**Collected data entries:**
****

use std::time::Duration;

use anyhow::{Result, bail};
use tokio::time::sleep;

use crate::api::OrchestratorApi;
use crate::config::MockConfig;
use crate::simulator::StatusPayload;
use crate::state_machine::{JobId, Phase};

/// Drives a job on a mock orchestrator from submission to completion by polling.
pub struct JobWatcher {
    /// Delay between two status polls.
    pub poll_interval: Duration,
    /// Polls allowed before giving up on the job.
    pub max_polls: u32,
}

impl Default for JobWatcher {
    fn default() -> Self {
        Self::from_config(&MockConfig::default())
    }
}

/// Summary of a watched job.
#[derive(Debug, Clone)]
pub struct WatchReport {
    pub job_id: JobId,
    pub polls: u32,
    /// Phases observed, in order, without repeats.
    pub phases: Vec<Phase>,
    pub last: StatusPayload,
}

impl JobWatcher {
    pub fn new(poll_interval: Duration, max_polls: u32) -> Self {
        Self {
            poll_interval,
            max_polls,
        }
    }

    pub fn from_config(config: &MockConfig) -> Self {
        Self::new(Duration::from_millis(config.poll_interval_ms), config.max_polls)
    }

    /// Submit `description` and poll until the job reports `complete`.
    ///
    /// `on_update` sees every payload received, including the final one.
    pub async fn watch(
        &self,
        api: &impl OrchestratorApi,
        description: &str,
        mut on_update: impl FnMut(&StatusPayload),
    ) -> Result<WatchReport> {
        if description.trim().is_empty() {
            bail!("Feature description must not be empty");
        }

        let job_id = api.generate_feature(description).await?;
        let mut phases: Vec<Phase> = Vec::new();

        for poll in 1..=self.max_polls {
            let payload = api.status(&job_id).await?;
            on_update(&payload);

            let phase = payload.phase();
            if phases.last() != Some(&phase) {
                phases.push(phase);
            }

            if payload.is_complete() {
                return Ok(WatchReport {
                    job_id,
                    polls: poll,
                    phases,
                    last: payload,
                });
            }

            sleep(self.poll_interval).await;
        }

        bail!(
            "Job {job_id} did not complete after {} polls",
            self.max_polls
        );
    }
}
use std::fmt;
use std::time::Duration;

use serde::{Deserialize, Serialize};

use super::stage::{Stage, StageState, Steps};

/// Elapsed time at which the architect stage completes.
pub const ARCHITECT_DONE: Duration = Duration::from_secs(2);
/// Elapsed time at which the backend stage completes.
pub const BACKEND_DONE: Duration = Duration::from_secs(4);
/// Elapsed time at which integration completes and the job becomes terminal.
pub const INTEGRATION_DONE: Duration = Duration::from_secs(6);

/// The phases of a simulated job, driven by one shared clock.
///
/// Each job flows through: ARCHITECT → BACKEND → INTEGRATION → COMPLETE.
/// The review stage never runs on its own; it completes together with the job.
#[derive(Debug, Clone, Copy, PartialEq, Eq, PartialOrd, Ord, Serialize, Deserialize)]
pub enum Phase {
    Architect,
    Backend,
    Integration,
    Complete,
}

impl fmt::Display for Phase {
    fn fmt(&self, f: &mut fmt::Formatter<'_>) -> fmt::Result {
        match self {
            Phase::Architect => write!(f, "ARCHITECT"),
            Phase::Backend => write!(f, "BACKEND"),
            Phase::Integration => write!(f, "INTEGRATION"),
            Phase::Complete => write!(f, "COMPLETE"),
        }
    }
}

impl Phase {
    /// Map elapsed time since job creation to a phase.
    ///
    /// Thresholds are exclusive upper bounds checked in order, so an elapsed
    /// value exactly on a threshold belongs to the later phase.
    pub fn from_elapsed(elapsed: Duration) -> Self {
        if elapsed < ARCHITECT_DONE {
            Phase::Architect
        } else if elapsed < BACKEND_DONE {
            Phase::Backend
        } else if elapsed < INTEGRATION_DONE {
            Phase::Integration
        } else {
            Phase::Complete
        }
    }

    /// The stage currently running, or `None` once the job is terminal.
    pub fn active_stage(self) -> Option<Stage> {
        match self {
            Phase::Architect => Some(Stage::Architect),
            Phase::Backend => Some(Stage::Backend),
            Phase::Integration => Some(Stage::Integration),
            Phase::Complete => None,
        }
    }

    pub fn is_terminal(self) -> bool {
        self == Phase::Complete
    }

    /// Derive one stage's state: stages before the active one are complete,
    /// the active one is running, the rest are pending.
    pub fn stage_state(self, stage: Stage) -> StageState {
        match self.active_stage() {
            None => StageState::Complete,
            Some(active) if stage < active => StageState::Complete,
            Some(active) if stage == active => StageState::Running,
            Some(_) => StageState::Pending,
        }
    }

    pub fn steps(self) -> Steps {
        Steps {
            architect: self.stage_state(Stage::Architect),
            backend: self.stage_state(Stage::Backend),
            integration: self.stage_state(Stage::Integration),
            review: self.stage_state(Stage::Review),
        }
    }

    /// Recover the phase from a set of stage states.
    pub fn from_steps(steps: &Steps) -> Self {
        if steps.review == StageState::Complete {
            Phase::Complete
        } else if steps.backend == StageState::Complete {
            Phase::Integration
        } else if steps.architect == StageState::Complete {
            Phase::Backend
        } else {
            Phase::Architect
        }
    }
}

#[cfg(test)]
mod tests {
    use super::*;

    fn ms(millis: u64) -> Duration {
        Duration::from_millis(millis)
    }

    #[test]
    fn phases_follow_thresholds() {
        assert_eq!(Phase::from_elapsed(Duration::ZERO), Phase::Architect);
        assert_eq!(Phase::from_elapsed(ms(1_999)), Phase::Architect);
        assert_eq!(Phase::from_elapsed(ms(3_500)), Phase::Backend);
        assert_eq!(Phase::from_elapsed(ms(5_000)), Phase::Integration);
        assert_eq!(Phase::from_elapsed(Duration::from_secs(3_600)), Phase::Complete);
    }

    #[test]
    fn boundary_belongs_to_later_phase() {
        assert_eq!(Phase::from_elapsed(ARCHITECT_DONE), Phase::Backend);
        assert_eq!(Phase::from_elapsed(BACKEND_DONE), Phase::Integration);
        assert_eq!(Phase::from_elapsed(INTEGRATION_DONE), Phase::Complete);

        assert_eq!(
            Phase::from_elapsed(ARCHITECT_DONE - Duration::from_nanos(1)),
            Phase::Architect
        );
        assert_eq!(
            Phase::from_elapsed(INTEGRATION_DONE - Duration::from_nanos(1)),
            Phase::Integration
        );
    }

    #[test]
    fn stage_states_per_phase() {
        let s = Phase::Architect.steps();
        assert_eq!(
            [s.architect, s.backend, s.integration, s.review],
            [StageState::Running, StageState::Pending, StageState::Pending, StageState::Pending]
        );

        let s = Phase::Backend.steps();
        assert_eq!(
            [s.architect, s.backend, s.integration, s.review],
            [StageState::Complete, StageState::Running, StageState::Pending, StageState::Pending]
        );

        let s = Phase::Integration.steps();
        assert_eq!(
            [s.architect, s.backend, s.integration, s.review],
            [StageState::Complete, StageState::Complete, StageState::Running, StageState::Pending]
        );

        let s = Phase::Complete.steps();
        assert!(s.iter().all(|(_, state)| state == StageState::Complete));
    }

    #[test]
    fn stage_states_never_regress() {
        let mut previous = Phase::from_elapsed(Duration::ZERO).steps();
        for millis in (0..=7_000).step_by(50) {
            let current = Phase::from_elapsed(ms(millis)).steps();
            for stage in Stage::ALL {
                assert!(
                    current.get(stage) >= previous.get(stage),
                    "{stage} regressed at {millis}ms"
                );
            }
            previous = current;
        }
    }

    #[test]
    fn from_steps_inverts_steps() {
        for phase in [Phase::Architect, Phase::Backend, Phase::Integration, Phase::Complete] {
            assert_eq!(Phase::from_steps(&phase.steps()), phase);
        }
    }

    #[test]
    fn only_complete_is_terminal() {
        assert!(Phase::Complete.is_terminal());
        assert!(!Phase::Integration.is_terminal());
        assert_eq!(Phase::Complete.active_stage(), None);
    }

    #[test]
    fn phase_display() {
        assert_eq!(Phase::Architect.to_string(), "ARCHITECT");
        assert_eq!(Phase::Backend.to_string(), "BACKEND");
        assert_eq!(Phase::Integration.to_string(), "INTEGRATION");
        assert_eq!(Phase::Complete.to_string(), "COMPLETE");
    }
}
//! Tipos de erro para o cliente HTTP do mock.
//!
//! Define [`ClientError`] com variantes para job inexistente, erros da API
//! e erros de rede, derivadas com `thiserror`.

use thiserror::Error;

/// Erros que podem ocorrer ao conversar com o servidor mock.
#[derive(Debug, Error)]
pub enum ClientError {
    /// O servidor respondeu 404 para o id consultado.
    #[error("job {0} not found")]
    JobNotFound(String),

    /// Qualquer outra resposta não-2xx, com o código HTTP e o corpo recebido.
    #[error("API error (status {status}): {message}")]
    ApiError { status: u16, message: String },

    /// Falha de rede subjacente (DNS, conexão recusada, timeout) ou corpo inválido.
    #[error("network error: {0}")]
    NetworkError(#[from] reqwest::Error),
}
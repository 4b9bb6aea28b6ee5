mod job;
mod phase;
mod stage;

pub use job::{Job, JobId};
pub use phase::Phase;
pub use stage::{StageState, Steps};
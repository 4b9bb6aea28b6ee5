mod api;
mod cli;
mod config;
mod error;
mod registry;
mod server;
mod simulator;
mod state_machine;
mod ui;
mod watch;

use std::time::Duration;

use anyhow::{Context, Result};
use clap::Parser;
use cli::{Cli, Command};
use config::MockConfig;

#[actix_web::main]
async fn main() -> Result<()> {
    let cli = Cli::parse();
    init_logging(cli.verbose);

    let mut config = MockConfig::load(cli.config.as_deref())?;

    match cli.command {
        Command::Serve { host, port } => {
            if let Some(host) = host {
                config.host = host;
            }
            if let Some(port) = port {
                config.port = port;
            }
            server::run(&config).await?;
        }
        Command::Watch {
            description,
            url,
            interval_ms,
        } => {
            if let Some(url) = url {
                config.base_url = url;
            }
            if let Some(interval_ms) = interval_ms {
                config.poll_interval_ms = interval_ms;
            }
            watch_job(&config, &description).await?;
        }
        Command::Simulate { elapsed } => {
            let elapsed = Duration::try_from_secs_f64(elapsed)
                .with_context(|| format!("elapsed must be a non-negative number of seconds, got {elapsed}"))?;
            let payload = simulator::compute_status(elapsed);
            println!("{}", serde_json::to_string_pretty(&payload)?);
        }
    }

    Ok(())
}

fn init_logging(verbose: bool) {
    let default_filter = if verbose { "debug" } else { "info" };
    env_logger::Builder::from_env(env_logger::Env::default().default_filter_or(default_filter))
        .init();
}

async fn watch_job(config: &MockConfig, description: &str) -> Result<()> {
    let client = api::OrchestratorClient::new(&config.base_url)?;
    let watcher = watch::JobWatcher::from_config(config);
    let progress = ui::JobProgress::start(description);

    match watcher
        .watch(&client, description, |payload| progress.update(payload))
        .await
    {
        Ok(report) => {
            progress.complete(&report);
            Ok(())
        }
        Err(e) => {
            progress.abandon();
            Err(e)
        }
    }
}
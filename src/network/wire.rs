//! Packed representation of entity updates.
//!
//! Every update starts with a one-byte field set followed by the entity key and
//! then only the fields the set declares, in a fixed order:
//!
//! ```text
//! u8  flags        bit0 Position, bit1 Scale, bit2 Animation, bit3 State; bits 4..7 must be 0
//! u8  entity_type
//! u8  instance_id
//! [f32 x, f32 y]                  if Position (little-endian)
//! [u8 scale]                      if Scale (0 or 1)
//! [u8 index, u8 len, len bytes]   if Animation
//! [u8 state]                      if State
//! ```
//!
//! A scene-entry batch is a `u16` count followed by that many updates, each
//! prefixed by its `u16` byte length (little-endian).
//!
//! Decoding never reads past the end of the input and never panics; a buffer
//! that is too short for the fields its header declares is a [`WireError`].

use std::fmt;

use serde::{Deserialize, Serialize};
use smallvec::SmallVec;

use crate::entity::{EntityKey, EntityType, InstanceId};

/// Extra bytes attached to an animation update. Almost always 0-2 bytes.
pub type AnimationInfo = SmallVec<[u8; 8]>;

/// Largest animation info payload the format can carry.
pub const MAX_INFO_LEN: usize = u8::MAX as usize;

/// Size of the flags + type + id header.
pub const HEADER_LEN: usize = 3;

/// A 2D position in engine units.
#[derive(Debug, Clone, Copy, PartialEq, Default, Serialize, Deserialize)]
pub struct Vec2 {
    /// Horizontal component.
    pub x: f32,
    /// Vertical component.
    pub y: f32,
}

impl Vec2 {
    /// Creates a vector.
    #[must_use]
    pub const fn new(x: f32, y: f32) -> Self {
        Self { x, y }
    }
}

/// How a field travels over the transport.
#[derive(Debug, Clone, Copy, PartialEq, Eq, Hash)]
pub enum Reliability {
    /// Retransmitted until acknowledged; a newer update for the same slot
    /// supersedes an unacknowledged older one.
    Reliable,
    /// Sent once; the receiver keeps only the newest.
    Unreliable,
}

/// The four kinds of field an update can carry.
#[derive(Debug, Clone, Copy, PartialEq, Eq, PartialOrd, Ord, Hash, Serialize, Deserialize)]
pub enum UpdateKind {
    /// Transform position.
    Position,
    /// Horizontal flip.
    Scale,
    /// Animation index plus info bytes.
    Animation,
    /// Coarse lifecycle state.
    State,
}

impl UpdateKind {
    /// All kinds in canonical wire order.
    pub const ALL: [UpdateKind; 4] = [
        UpdateKind::Position,
        UpdateKind::Scale,
        UpdateKind::Animation,
        UpdateKind::State,
    ];

    /// The kind's bit in the flags byte.
    #[must_use]
    pub const fn flag(self) -> u8 {
        match self {
            UpdateKind::Position => 0x01,
            UpdateKind::Scale => 0x02,
            UpdateKind::Animation => 0x04,
            UpdateKind::State => 0x08,
        }
    }

    /// Delivery policy for this kind.
    #[must_use]
    pub const fn reliability(self) -> Reliability {
        match self {
            UpdateKind::Animation | UpdateKind::State => Reliability::Reliable,
            UpdateKind::Position | UpdateKind::Scale => Reliability::Unreliable,
        }
    }

    /// Lowercase label for logs.
    #[must_use]
    pub const fn as_str(self) -> &'static str {
        match self {
            UpdateKind::Position => "position",
            UpdateKind::Scale => "scale",
            UpdateKind::Animation => "animation",
            UpdateKind::State => "state",
        }
    }
}
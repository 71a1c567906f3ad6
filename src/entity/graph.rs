//! The narrow interface to the engine's behavior graph.
//!
//! The crate never sees the engine's object model. Each networked entity is
//! handed a [`BehaviorGraph`] at registration, and everything it does to the
//! engine (enabling the driver, forcing a node, replaying a node's actions,
//! moving the visual) goes through it.

use crate::network::wire::Vec2;

/// Callback inserted at a behavior-graph node; the engine invokes it each time
/// the graph enters that node.
#[cfg(feature = "sync-send")]
pub type NodeHook = Box<dyn FnMut() + Send>;

/// Callback inserted at a behavior-graph node; the engine invokes it each time
/// the graph enters that node.
#[cfg(not(feature = "sync-send"))]
pub type NodeHook = Box<dyn FnMut()>;

/// Engine-side handle to one entity's behavior graph and visual.
///
/// Node and clip names are opaque strings taken from the entity profile. An
/// adapter should treat an unknown name as a no-op rather than panicking.
#[cfg(feature = "sync-send")]
pub trait BehaviorGraph: Send {
    /// Enables or disables autonomous graph evaluation (the "driver").
    fn set_driver_enabled(&mut self, enabled: bool);
    /// Jumps directly to `node`, skipping the nodes that would lead there.
    fn force_node(&mut self, node: &str);
    /// Runs the listed actions of `node` without evaluating the graph.
    fn execute_actions(&mut self, node: &str, actions: &[u8]);
    /// Starts an animator clip that the graph does not own.
    fn play_clip(&mut self, clip: &str);
    /// Shows or hides the visual representation.
    fn set_active(&mut self, active: bool);
    /// Moves the visual representation.
    fn set_position(&mut self, position: Vec2);
    /// Flips the visual representation horizontally.
    fn set_scale(&mut self, flipped: bool);
    /// Registers `hook` to run whenever the graph enters `node`.
    fn insert_hook(&mut self, node: &str, hook: NodeHook);
}

/// Engine-side handle to one entity's behavior graph and visual.
///
/// Node and clip names are opaque strings taken from the entity profile. An
/// adapter should treat an unknown name as a no-op rather than panicking.
#[cfg(not(feature = "sync-send"))]
pub trait BehaviorGraph {
    /// Enables or disables autonomous graph evaluation (the "driver").
    fn set_driver_enabled(&mut self, enabled: bool);
    /// Jumps directly to `node`, skipping the nodes that would lead there.
    fn force_node(&mut self, node: &str);
    /// Runs the listed actions of `node` without evaluating the graph.
    fn execute_actions(&mut self, node: &str, actions: &[u8]);
    /// Starts an animator clip that the graph does not own.
    fn play_clip(&mut self, clip: &str);
    /// Shows or hides the visual representation.
    fn set_active(&mut self, active: bool);
    /// Moves the visual representation.
    fn set_position(&mut self, position: Vec2);
    /// Flips the visual representation horizontally.
    fn set_scale(&mut self, flipped: bool);
    /// Registers `hook` to run whenever the graph enters `node`.
    fn insert_hook(&mut self, node: &str, hook: NodeHook);
}
use std::io::ErrorKind;
use std::net::{IpAddr, Ipv4Addr, SocketAddr, UdpSocket};

use tracing::trace;

use crate::network::codec;
use crate::network::messages::Message;
use crate::telemetry::{
    report_to_observer, ObserverHandle, SyncViolation, ViolationKind, ViolationSeverity,
};
use crate::NonBlockingSocket;

/// Largest datagram accepted. Anything longer is truncated by the OS and fails
/// to decode.
const MAX_DATAGRAM: usize = 4096;
/// Datagrams above this may be fragmented on the path, and a fragmented
/// datagram is lost as a whole if any fragment is.
/// Source: <https://stackoverflow.com/a/35697810/775982>
const FRAGMENTATION_THRESHOLD: usize = 508;

/// A non-blocking UDP socket carrying scene synchronization messages.
///
/// Datagrams that fail to decode are reported as
/// [`ViolationKind::MalformedMessage`] and skipped; the rest of the receive
/// queue is still drained. Send failures are reported as
/// [`ViolationKind::Transport`]; UDP gives no delivery guarantee anyway, and
/// the protocol's resend covers both.
pub struct UdpNonBlockingSocket {
    socket: UdpSocket,
    recv_buffer: Box<[u8; MAX_DATAGRAM]>,
    send_buffer: Vec<u8>,
    dropped_datagrams: u64,
    observer: Option<ObserverHandle>,
}

impl UdpNonBlockingSocket {
    /// Binds to `0.0.0.0:port`. Port 0 picks any free port.
    pub fn bind_to_port(port: u16) -> Result<Self, std::io::Error> {
        Self::bind(SocketAddr::new(IpAddr::V4(Ipv4Addr::UNSPECIFIED), port))
    }

    /// Binds to `addr` and switches the socket to non-blocking mode.
    pub fn bind(addr: SocketAddr) -> Result<Self, std::io::Error> {
        let socket = UdpSocket::bind(addr)?;
        socket.set_nonblocking(true)?;
        Ok(Self {
            socket,
            recv_buffer: Box::new([0; MAX_DATAGRAM]),
            send_buffer: Vec::with_capacity(FRAGMENTATION_THRESHOLD),
            dropped_datagrams: 0,
            observer: None,
        })
    }

    /// Routes diagnostics to `observer` instead of the tracing log.
    #[must_use]
    pub fn with_observer(mut self, observer: ObserverHandle) -> Self {
        self.observer = Some(observer);
        self
    }

    /// The address the socket is bound to.
    pub fn local_addr(&self) -> Result<SocketAddr, std::io::Error> {
        self.socket.local_addr()
    }

    /// Received datagrams that did not decode as a [`Message`].
    #[must_use]
    pub fn dropped_datagrams(&self) -> u64 {
        self.dropped_datagrams
    }

    fn report(&self, severity: ViolationSeverity, kind: ViolationKind, message: String) {
        let violation = SyncViolation::new(severity, kind, message, concat!(file!(), ":", line!()));
        report_to_observer(self.observer.as_ref(), &violation);
    }
}

impl std::fmt::Debug for UdpNonBlockingSocket {
    fn fmt(&self, f: &mut std::fmt::Formatter<'_>) -> std::fmt::Result {
        let Self {
            socket,
            dropped_datagrams,
            observer,
            ..
        } = self;
        f.debug_struct("UdpNonBlockingSocket")
            .field("local_addr", &socket.local_addr().ok())
            .field("dropped_datagrams", dropped_datagrams)
            .field("observer", &observer.is_some())
            .finish()
    }
}

impl NonBlockingSocket<SocketAddr> for UdpNonBlockingSocket {
    fn send_to(&mut self, msg: &Message, addr: &SocketAddr) {
        self.send_buffer.clear();
        if let Err(err) = codec::encode_message_into(msg, &mut self.send_buffer) {
            self.report(
                ViolationSeverity::Error,
                ViolationKind::InternalError,
                format!("Failed to encode message for {addr}: {err}"),
            );
            return;
        }

        let len = self.send_buffer.len();
        if len > FRAGMENTATION_THRESHOLD {
            // Only happens with a raised max_packet_updates or a very large
            // scene-entry batch.
            self.report(
                ViolationSeverity::Warning,
                ViolationKind::Transport,
                format!("Sending {len} byte datagram to {addr}; above {FRAGMENTATION_THRESHOLD} it may fragment"),
            );
        }

        match self.socket.send_to(&self.send_buffer, addr) {
            Ok(_) => trace!(%addr, len, "Sent datagram"),
            Err(err) => self.report(
                ViolationSeverity::Warning,
                ViolationKind::Transport,
                format!("Failed to send datagram to {addr}: {err}"),
            ),
        }
    }

    fn receive_all_messages(&mut self) -> Vec<(SocketAddr, Message)> {
        let mut received = Vec::new();
        loop {
            let (len, from) = match self.socket.recv_from(&mut self.recv_buffer[..]) {
                Ok(datagram) => datagram,
                Err(err) if err.kind() == ErrorKind::WouldBlock => return received,
                // Windows reports an ICMP port-unreachable from an earlier
                // send_to this way.
                Err(err) if err.kind() == ErrorKind::ConnectionReset => continue,
                Err(err) => {
                    self.report(
                        ViolationSeverity::Error,
                        ViolationKind::Transport,
                        format!("Receive failed: {:?}: {err}", err.kind()),
                    );
                    return received;
                },
            };

            let datagram = &self.recv_buffer[..len.min(MAX_DATAGRAM)];
            match codec::decode_message(datagram) {
                Ok(msg) => received.push((from, msg)),
                Err(err) => {
                    self.dropped_datagrams += 1;
                    self.report(
                        ViolationSeverity::Warning,
                        ViolationKind::MalformedMessage,
                        format!("Dropping {len} byte datagram from {from}: {err}"),
                    );
                },
            }
        }
    }
}

#[cfg(test)]
#[allow(
    clippy::panic,
    clippy::unwrap_used,
    clippy::expect_used,
    clippy::indexing_slicing
)]
mod tests {
    use std::sync::Arc;

    use super::*;
    use crate::network::messages::{
        AckPacket, MessageBody, MessageHeader, ReliableEntry, UpdatePacket,
    };
    use crate::telemetry::CollectingObserver;

    fn localhost() -> UdpNonBlockingSocket {
        UdpNonBlockingSocket::bind(SocketAddr::new(IpAddr::V4(Ipv4Addr::LOCALHOST), 0)).unwrap()
    }

    // Loopback delivery is fast but not instant.
    fn receive(socket: &mut UdpNonBlockingSocket, count: usize) -> Vec<(SocketAddr, Message)> {
        let mut received = Vec::new();
        for _ in 0..40 {
            received.extend(socket.receive_all_messages());
            if received.len() >= count {
                break;
            }
            std::thread::sleep(std::time::Duration::from_millis(10));
        }
        received
    }

    fn updates(unreliable: Vec<Vec<u8>>) -> Message {
        Message {
            header: MessageHeader { magic: 0x5C5E },
            body: MessageBody::Updates(UpdatePacket {
                sequence: 3,
                reliable: vec![ReliableEntry {
                    sequence: 7,
                    bytes: vec![0x04, 2, 1, 0, 0],
                }],
                unreliable,
            }),
        }
    }

    #[test]
    #[cfg(not(miri))] // Miri cannot call socket()
    fn empty_receive_returns_immediately() {
        let mut socket = localhost();
        assert!(socket.receive_all_messages().is_empty());
        assert_eq!(socket.dropped_datagrams(), 0);
    }

    #[test]
    #[cfg(not(miri))]
    fn update_packet_crosses_loopback() {
        let mut sender = localhost();
        let mut receiver = localhost();
        let from = sender.local_addr().unwrap();
        let to = receiver.local_addr().unwrap();

        let msg = updates(Vec::new());
        sender.send_to(&msg, &to);

        let received = receive(&mut receiver, 1);
        assert_eq!(received, vec![(from, msg)]);
    }

    #[test]
    #[cfg(not(miri))]
    fn garbage_is_counted_and_the_queue_still_drains() {
        let collector = Arc::new(CollectingObserver::new());
        let raw = UdpSocket::bind("127.0.0.1:0").unwrap();
        let mut socket = localhost().with_observer(collector.clone());
        let to = socket.local_addr().unwrap();

        raw.send_to(&[0xFF, 0xFF, 0xFF], to).unwrap();
        let ack = Message {
            header: MessageHeader { magic: 1 },
            body: MessageBody::Ack(AckPacket { sequences: vec![4] }),
        };
        raw.send_to(&codec::encode_message(&ack).unwrap(), to)
            .unwrap();

        let received = receive(&mut socket, 1);
        assert_eq!(received.len(), 1);
        assert_eq!(received[0].1, ack);
        assert_eq!(socket.dropped_datagrams(), 1);
        assert!(collector.has_violation(ViolationKind::MalformedMessage));
    }

    #[test]
    #[cfg(not(miri))]
    fn large_datagram_is_sent_with_a_warning() {
        let collector = Arc::new(CollectingObserver::new());
        let mut sender = localhost().with_observer(collector.clone());
        let mut receiver = localhost();
        let to = receiver.local_addr().unwrap();

        let msg = updates(vec![vec![0x01; 40]; 32]);
        sender.send_to(&msg, &to);

        let received = receive(&mut receiver, 1);
        assert_eq!(received.len(), 1);
        assert_eq!(received[0].1, msg);
        assert_eq!(collector.violations_of_kind(ViolationKind::Transport).len(), 1);
    }

    #[test]
    #[cfg(not(miri))]
    fn send_to_unroutable_address_is_reported_not_fatal() {
        let collector = Arc::new(CollectingObserver::new());
        let mut socket = localhost().with_observer(collector.clone());
        let nowhere = SocketAddr::new(IpAddr::V4(Ipv4Addr::UNSPECIFIED), 0);
        let msg = Message {
            header: MessageHeader { magic: 0x5C5E },
            body: MessageBody::KeepAlive,
        };
        socket.send_to(&msg, &nowhere);
        socket.send_to(&msg, &nowhere);
    }

    #[test]
    #[cfg(not(miri))]
    fn bind_to_port_zero_picks_a_port() {
        let socket = UdpNonBlockingSocket::bind_to_port(0).unwrap();
        let local = socket.local_addr().unwrap();
        assert_ne!(local.port(), 0);
        assert!(local.ip().is_unspecified());
        assert!(format!("{socket:?}").contains("dropped_datagrams: 0"));
    }
}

****

Show the lines above with "corpo".

    /// Qualquer outra resposta não-2xx, com o código HTTP e o corpo recebido.
    /// Falha de rede subjacente (DNS, conexão recusada, timeout) ou corpo inválido.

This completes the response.